#### DIRECTIONS
The answer must consist of every line from the entries below that contains the word "PartialEq".

#### INFORMATION SUPPLIED

+++++

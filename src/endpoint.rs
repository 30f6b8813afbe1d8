//! Address and endpoint value types.
//!
//! [`IpAddress`] wraps a v4 or v6 address, [`Endpoint`] pairs an address with
//! a port. Both are plain values owned by the caller; sockets accept and
//! return them by value everywhere.

use std::fmt;
use std::net::{IpAddr, SocketAddr, ToSocketAddrs};
use std::str::FromStr;

use crate::error::Error;

/// An IPv4 or IPv6 address.
///
/// Constructed from a numeric string or obtained via [`IpAddress::resolve`].
/// Equality is octet-wise.
#[derive(Debug, Clone, Copy, PartialEq, Eq, Hash, PartialOrd, Ord)]
pub struct IpAddress(IpAddr);

impl IpAddress {
    /// Loopback address of the given family's v4 form (`127.0.0.1`).
    pub const LOCALHOST: IpAddress = IpAddress(IpAddr::V4(std::net::Ipv4Addr::LOCALHOST));

    /// The unspecified v4 address (`0.0.0.0`), used for wildcard binds.
    pub const UNSPECIFIED: IpAddress = IpAddress(IpAddr::V4(std::net::Ipv4Addr::UNSPECIFIED));

    /// Whether this is a 4-octet address.
    pub fn is_ipv4(&self) -> bool {
        self.0.is_ipv4()
    }

    /// Whether this is a 16-octet address.
    pub fn is_ipv6(&self) -> bool {
        self.0.is_ipv6()
    }

    /// Resolve a hostname into its addresses.
    ///
    /// Performs a blocking DNS lookup on the calling thread. Returns an empty
    /// list on failure; the resolver's returned ordering is preserved.
    pub fn resolve(hostname: &str) -> Vec<IpAddress> {
        match (hostname, 0u16).to_socket_addrs() {
            Ok(addrs) => addrs.map(|a| IpAddress(a.ip())).collect(),
            Err(e) => {
                tracing::error!(hostname, error = %e, "name resolution failed");
                Vec::new()
            }
        }
    }
}

impl FromStr for IpAddress {
    type Err = Error;

    fn from_str(s: &str) -> Result<Self, Error> {
        s.parse::<IpAddr>()
            .map(IpAddress)
            .map_err(|_| Error::InvalidAddress { input: s.into() })
    }
}

impl From<IpAddr> for IpAddress {
    fn from(addr: IpAddr) -> Self {
        IpAddress(addr)
    }
}

impl From<IpAddress> for IpAddr {
    fn from(addr: IpAddress) -> Self {
        addr.0
    }
}

impl fmt::Display for IpAddress {
    fn fmt(&self, f: &mut fmt::Formatter<'_>) -> fmt::Result {
        self.0.fmt(f)
    }
}

/// An (address, port) pair identifying one end of a connection.
#[derive(Debug, Clone, Copy, PartialEq, Eq, Hash)]
pub struct Endpoint {
    address: IpAddress,
    port: u16,
}

impl Endpoint {
    /// Create an endpoint from an address and port.
    pub fn new(address: IpAddress, port: u16) -> Self {
        Endpoint { address, port }
    }

    /// The address half.
    pub fn address(&self) -> IpAddress {
        self.address
    }

    /// The port half.
    pub fn port(&self) -> u16 {
        self.port
    }
}

impl From<SocketAddr> for Endpoint {
    fn from(addr: SocketAddr) -> Self {
        Endpoint {
            address: IpAddress(addr.ip()),
            port: addr.port(),
        }
    }
}

impl From<Endpoint> for SocketAddr {
    fn from(endpoint: Endpoint) -> Self {
        SocketAddr::new(endpoint.address.0, endpoint.port)
    }
}

impl FromStr for Endpoint {
    type Err = Error;

    fn from_str(s: &str) -> Result<Self, Error> {
        s.parse::<SocketAddr>()
            .map(Endpoint::from)
            .map_err(|_| Error::InvalidAddress { input: s.into() })
    }
}

impl fmt::Display for Endpoint {
    fn fmt(&self, f: &mut fmt::Formatter<'_>) -> fmt::Result {
        SocketAddr::from(*self).fmt(f)
    }
}
//! Datagram socket.

use std::collections::{HashMap, VecDeque};
use std::net::SocketAddr;
use std::sync::{Arc, Mutex, Weak};

use bytes::Bytes;
use tokio::sync::Notify;
use tokio_util::sync::CancellationToken;

use crate::endpoint::Endpoint;
use crate::error::{Error, Result};
use crate::reactor;
use crate::util::{HexBytes, bind_udp_socket};

/// Default aggregate receive gate for a datagram socket: 64 KiB.
pub const DEFAULT_UDP_RECEIVE_LIMIT: usize = 64 * 1024;

/// Largest datagram payload accepted or produced.
pub const MAX_DATAGRAM_SIZE: usize = 65535;

/// Buffer bounds for a [`UdpSocket`].
#[derive(Debug, Clone)]
pub struct UdpConfig {
    /// Aggregate pending-byte level at which receiving is suspended until
    /// the application drains (default 64 KiB).
    pub receive_hard_limit: usize,
}

impl Default for UdpConfig {
    fn default() -> Self {
        Self {
            receive_hard_limit: DEFAULT_UDP_RECEIVE_LIMIT,
        }
    }
}

/// A bound datagram endpoint with per-peer receive queues.
///
/// Received payloads are grouped by remote endpoint and delivered in arrival
/// order per peer; across peers there is no ordering. Payload bytes of one
/// peer are concatenated, so datagram boundaries are not preserved by
/// [`receive_from`](UdpSocket::receive_from).
///
/// Sending is fire-and-forget: `send_to` queues the payload and the reactor
/// transmits it, retransmitting any kernel-truncated remainder. There is no
/// acknowledgment and no retry on loss.
#[derive(Clone)]
pub struct UdpSocket {
    inner: Arc<UdpInner>,
}

struct UdpInner {
    state: Mutex<UdpState>,
    /// Wakes the send driver when a datagram is queued.
    send_ready: Arc<Notify>,
    /// Wakes the recv driver when the aggregate gate reopens.
    recv_ready: Arc<Notify>,
    cancel: CancellationToken,
}

struct UdpState {
    bound: bool,
    closed: bool,
    local: Option<Endpoint>,
    send_queue: VecDeque<(SocketAddr, Bytes)>,
    peers: HashMap<Endpoint, VecDeque<u8>>,
    pending_bytes: usize,
    config: UdpConfig,
}

impl Drop for UdpInner {
    fn drop(&mut self) {
        self.cancel.cancel();
    }
}

impl UdpSocket {
    /// Create an unbound socket with default limits.
    pub fn new() -> Self {
        Self::with_config(UdpConfig::default())
    }

    /// Create an unbound socket with explicit limits.
    pub fn with_config(config: UdpConfig) -> Self {
        UdpSocket {
            inner: Arc::new(UdpInner {
                state: Mutex::new(UdpState {
                    bound: false,
                    closed: false,
                    local: None,
                    send_queue: VecDeque::new(),
                    peers: HashMap::new(),
                    pending_bytes: 0,
                    config,
                }),
                send_ready: Arc::new(Notify::new()),
                recv_ready: Arc::new(Notify::new()),
                cancel: CancellationToken::new(),
            }),
        }
    }

    /// Bind to a local endpoint and start receiving.
    pub fn bind(&self, endpoint: Endpoint) -> Result<()> {
        self.bind_addr(SocketAddr::from(endpoint))
    }

    fn bind_addr(&self, addr: SocketAddr) -> Result<()> {
        let handle = reactor::handle().ok_or(Error::ReactorStopped)?;

        {
            let state = self.inner.state.lock().unwrap();
            if state.bound {
                return Err(Error::AlreadyConnected);
            }
            if state.closed {
                return Err(Error::io(std::io::Error::new(
                    std::io::ErrorKind::NotConnected,
                    "socket is closed",
                )));
            }
        }

        let socket = {
            let _guard = handle.enter();
            bind_udp_socket(addr).map_err(|e| Error::io_on(addr, e))?
        };

        {
            let mut state = self.inner.state.lock().unwrap();
            state.local = socket.local_addr().ok().map(Endpoint::from);
            state.bound = true;
            tracing::debug!(local = ?state.local.map(|e| e.to_string()), "datagram socket bound");
        }

        let socket = Arc::new(socket);
        let weak = Arc::downgrade(&self.inner);
        handle.spawn(recv_driver(
            weak.clone(),
            socket.clone(),
            self.inner.recv_ready.clone(),
            self.inner.cancel.clone(),
        ));
        handle.spawn(send_driver(
            weak,
            socket,
            self.inner.send_ready.clone(),
            self.inner.cancel.clone(),
        ));
        Ok(())
    }

    /// Queue a datagram for `endpoint`.
    ///
    /// Binds to an ephemeral port of the target's address family when the
    /// socket is not yet bound. Oversized or empty payloads are refused.
    pub fn send_to(&self, data: &[u8], endpoint: Endpoint) -> Result<()> {
        if data.is_empty() || data.len() > MAX_DATAGRAM_SIZE {
            return Err(Error::io(std::io::Error::new(
                std::io::ErrorKind::InvalidInput,
                format!("datagram payload of {} bytes", data.len()),
            )));
        }

        let target = SocketAddr::from(endpoint);

        let bound = self.inner.state.lock().unwrap().bound;
        if !bound {
            let wildcard: SocketAddr = if target.is_ipv6() {
                "[::]:0".parse().unwrap()
            } else {
                "0.0.0.0:0".parse().unwrap()
            };
            self.bind_addr(wildcard)?;
        }

        {
            let mut state = self.inner.state.lock().unwrap();
            if state.closed {
                return Err(Error::io(std::io::Error::new(
                    std::io::ErrorKind::NotConnected,
                    "socket is closed",
                )));
            }
            state
                .send_queue
                .push_back((target, Bytes::copy_from_slice(data)));
        }
        self.inner.send_ready.notify_one();
        Ok(())
    }

    /// Drain up to `buf.len()` bytes queued from `endpoint`. Returns the
    /// number drained, zero when nothing is pending from that peer.
    ///
    /// Bytes of consecutive datagrams from one peer are concatenated;
    /// boundaries are not reported.
    pub fn receive_from(&self, endpoint: Endpoint, buf: &mut [u8]) -> usize {
        if buf.is_empty() {
            return 0;
        }

        let mut state = self.inner.state.lock().unwrap();
        let Some(queue) = state.peers.get_mut(&endpoint) else {
            return 0;
        };

        let n = buf.len().min(queue.len());
        for (slot, byte) in buf.iter_mut().zip(queue.drain(..n)) {
            *slot = byte;
        }
        if queue.is_empty() {
            state.peers.remove(&endpoint);
        }

        let was_gated = state.pending_bytes >= state.config.receive_hard_limit;
        state.pending_bytes -= n;
        let reopened = was_gated && state.pending_bytes < state.config.receive_hard_limit;
        drop(state);

        if reopened {
            self.inner.recv_ready.notify_one();
        }
        n
    }

    /// Endpoints with undelivered data.
    pub fn pending_endpoints(&self) -> Vec<Endpoint> {
        self.inner.state.lock().unwrap().peers.keys().copied().collect()
    }

    /// Bytes queued from `endpoint`.
    pub fn bytes_to_receive(&self, endpoint: Endpoint) -> usize {
        self.inner
            .state
            .lock()
            .unwrap()
            .peers
            .get(&endpoint)
            .map(|q| q.len())
            .unwrap_or(0)
    }

    /// Drop all queued datagrams, re-arming a suspended receive.
    pub fn clear_buffers(&self) {
        {
            let mut state = self.inner.state.lock().unwrap();
            state.peers.clear();
            state.pending_bytes = 0;
            state.send_queue.clear();
        }
        self.inner.recv_ready.notify_one();
    }

    /// Release the socket. Outstanding I/O is cancelled.
    pub fn close(&self) {
        {
            let mut state = self.inner.state.lock().unwrap();
            if state.closed {
                return;
            }
            state.closed = true;
            state.bound = false;
        }
        self.inner.cancel.cancel();
    }

    /// The bound local endpoint, if any.
    pub fn local_endpoint(&self) -> Option<Endpoint> {
        self.inner.state.lock().unwrap().local
    }
}

impl Default for UdpSocket {
    fn default() -> Self {
        Self::new()
    }
}

async fn recv_driver(
    weak: Weak<UdpInner>,
    socket: Arc<tokio::net::UdpSocket>,
    recv_ready: Arc<Notify>,
    cancel: CancellationToken,
) {
    let mut buf = vec![0u8; MAX_DATAGRAM_SIZE];

    loop {
        let gated = {
            let Some(inner) = weak.upgrade() else { return };
            let state = inner.state.lock().unwrap();
            if state.closed {
                return;
            }
            state.pending_bytes >= state.config.receive_hard_limit
        };
        if gated {
            tokio::select! {
                _ = recv_ready.notified() => continue,
                _ = cancel.cancelled() => return,
            }
        }

        let result = tokio::select! {
            r = socket.recv_from(&mut buf) => r,
            _ = cancel.cancelled() => return,
        };

        let Some(inner) = weak.upgrade() else { return };
        match result {
            Ok((n, peer)) => {
                if n == 0 {
                    continue;
                }
                let mut state = inner.state.lock().unwrap();
                state
                    .peers
                    .entry(Endpoint::from(peer))
                    .or_default()
                    .extend(buf[..n].iter().copied());
                state.pending_bytes += n;
                tracing::trace!(
                    peer = %peer,
                    bytes = n,
                    pending = state.pending_bytes,
                    head = %HexBytes(&buf[..n.min(16)]),
                    "datagram received"
                );
            }
            Err(e)
                if matches!(
                    e.kind(),
                    std::io::ErrorKind::ConnectionReset | std::io::ErrorKind::ConnectionAborted
                ) =>
            {
                // ICMP unreachable surfacing through the socket. Ignore.
                tracing::trace!(error = %e, "transient datagram receive error");
            }
            Err(e) => {
                tracing::error!(error = %e, "datagram receive failed");
                return;
            }
        }
    }
}

async fn send_driver(
    weak: Weak<UdpInner>,
    socket: Arc<tokio::net::UdpSocket>,
    send_ready: Arc<Notify>,
    cancel: CancellationToken,
) {
    loop {
        let next = {
            let Some(inner) = weak.upgrade() else { return };
            let state = inner.state.lock().unwrap();
            if state.closed {
                return;
            }
            state.send_queue.front().cloned()
        };

        let Some((target, payload)) = next else {
            tokio::select! {
                _ = send_ready.notified() => continue,
                _ = cancel.cancelled() => return,
            }
        };

        let result = tokio::select! {
            r = socket.send_to(&payload, target) => r,
            _ = cancel.cancelled() => return,
        };

        let Some(inner) = weak.upgrade() else { return };
        let mut state = inner.state.lock().unwrap();
        match result {
            Ok(n) if n < payload.len() => {
                // Kernel accepted a prefix: retransmit the remainder.
                if let Some(front) = state.send_queue.front_mut() {
                    front.1 = payload.slice(n..);
                }
                tracing::debug!(target_addr = %target, sent = n, total = payload.len(), "partial datagram send");
            }
            Ok(_) => {
                state.send_queue.pop_front();
            }
            Err(e) => {
                // Datagrams are fire-and-forget: drop it and move on.
                state.send_queue.pop_front();
                tracing::debug!(target_addr = %target, error = %e, "datagram send failed");
            }
        }
    }
}

#[cfg(test)]
mod tests {
    use super::*;

    #[test]
    fn test_receive_from_unknown_peer_is_zero() {
        let socket = UdpSocket::new();
        let mut buf = [0u8; 4];
        let peer: Endpoint = "127.0.0.1:17002".parse().unwrap();
        assert_eq!(socket.receive_from(peer, &mut buf), 0);
        assert!(socket.pending_endpoints().is_empty());
        assert_eq!(socket.bytes_to_receive(peer), 0);
    }

    #[test]
    fn test_send_to_rejects_oversized_payload() {
        let socket = UdpSocket::new();
        let peer: Endpoint = "127.0.0.1:17002".parse().unwrap();
        let oversized = vec![0u8; MAX_DATAGRAM_SIZE + 1];
        assert!(socket.send_to(&oversized, peer).is_err());
        assert!(socket.send_to(&[], peer).is_err());
    }
}
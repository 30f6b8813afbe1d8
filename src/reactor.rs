//! Reactor lifecycle.
//!
//! The reactor owns the worker pool that drives all asynchronous I/O in the
//! library. It is a process-wide singleton: [`start`] brings up a pool of
//! worker threads, [`stop`] cancels all outstanding operations, joins the
//! workers and releases the pool. Starting and stopping repeatedly over the
//! process lifetime is legal.
//!
//! Every socket, listener and channel spawns its driver tasks onto this
//! pool. A driver task holds only a weak reference to its resource, so a
//! resource dropped by the application makes the pending work a no-op.
//! Serialization per resource (the "strand" guarantee) comes from each
//! resource's own state mutex: callbacks for one resource never overlap,
//! while different resources proceed in parallel across the pool.
//!
//! [`start`] also performs the process-wide TLS initialization (installing
//! the rustls crypto provider). That part is deliberately never torn down;
//! [`stop`] only dismantles the worker pool.

use std::future::Future;
use std::sync::{OnceLock, RwLock};
use std::time::Duration;

use tokio::runtime::{Builder, Handle, Runtime};

static REACTOR: OnceLock<RwLock<Option<Runtime>>> = OnceLock::new();

fn cell() -> &'static RwLock<Option<Runtime>> {
    REACTOR.get_or_init(|| RwLock::new(None))
}

/// Start the reactor with `workers` threads (at least one).
///
/// Idempotent: if the reactor is already running the call is a no-op and the
/// existing pool (with its original thread count) keeps serving.
pub fn start(workers: usize) {
    install_crypto_provider();

    let mut guard = cell().write().unwrap();

    if guard.is_some() {
        tracing::debug!("reactor already running");
        return;
    }

    let workers = workers.max(1);

    match Builder::new_multi_thread()
        .worker_threads(workers)
        .thread_name("multilink-io")
        .enable_io()
        .enable_time()
        .build()
    {
        Ok(runtime) => {
            tracing::info!(workers, "reactor started");
            *guard = Some(runtime);
        }
        Err(e) => {
            tracing::error!(error = %e, "failed to start reactor");
        }
    }
}

/// Stop the reactor.
///
/// Cancels all outstanding I/O on all resources, drains and joins the worker
/// pool. Queued application data is not silently dropped by this call itself;
/// resources report their own warnings when closed with undrained buffers.
///
/// Must not be called from a reactor worker thread.
pub fn stop() {
    let runtime = cell().write().unwrap().take();

    if let Some(runtime) = runtime {
        runtime.shutdown_timeout(Duration::from_secs(5));
        tracing::info!("reactor stopped");
    }
}

/// Whether the reactor is currently running.
pub fn is_running() -> bool {
    cell().read().unwrap().is_some()
}

/// Handle to the running pool, if any.
pub(crate) fn handle() -> Option<Handle> {
    cell().read().unwrap().as_ref().map(|rt| rt.handle().clone())
}

/// Spawn a driver task onto the pool.
///
/// Returns false (and logs) when the reactor is not running.
pub(crate) fn spawn<F>(future: F) -> bool
where
    F: Future<Output = ()> + Send + 'static,
{
    match handle() {
        Some(handle) => {
            handle.spawn(future);
            true
        }
        None => {
            tracing::warn!("reactor is not running, call reactor::start first");
            false
        }
    }
}

fn install_crypto_provider() {
    static INSTALLED: OnceLock<()> = OnceLock::new();
    INSTALLED.get_or_init(|| {
        // Err means another provider won the race process-wide, which is fine.
        let _ = rustls::crypto::ring::default_provider().install_default();
    });
}

#[cfg(test)]
mod tests {
    use super::*;

    #[test]
    fn test_start_stop_cycle() {
        assert!(!is_running());

        start(2);
        assert!(is_running());
        let first = handle().expect("running");

        // Idempotent start keeps the existing pool.
        start(8);
        assert!(is_running());

        // The pool accepts and completes work.
        let (tx, rx) = std::sync::mpsc::channel();
        assert!(spawn(async move {
            let _ = tx.send(1u8);
        }));
        assert_eq!(rx.recv_timeout(Duration::from_secs(5)).unwrap(), 1);
        drop(first);

        stop();
        assert!(!is_running());
        assert!(handle().is_none());

        // Restart after stop is legal.
        start(1);
        assert!(is_running());
        stop();
    }
}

+++++

#### YOUR RESPONSE
#[derive(Debug, Clone, Copy, PartialEq, Eq, Hash, PartialOrd, Ord)]
#[derive(Debug, Clone, Copy, PartialEq, Eq, Hash)]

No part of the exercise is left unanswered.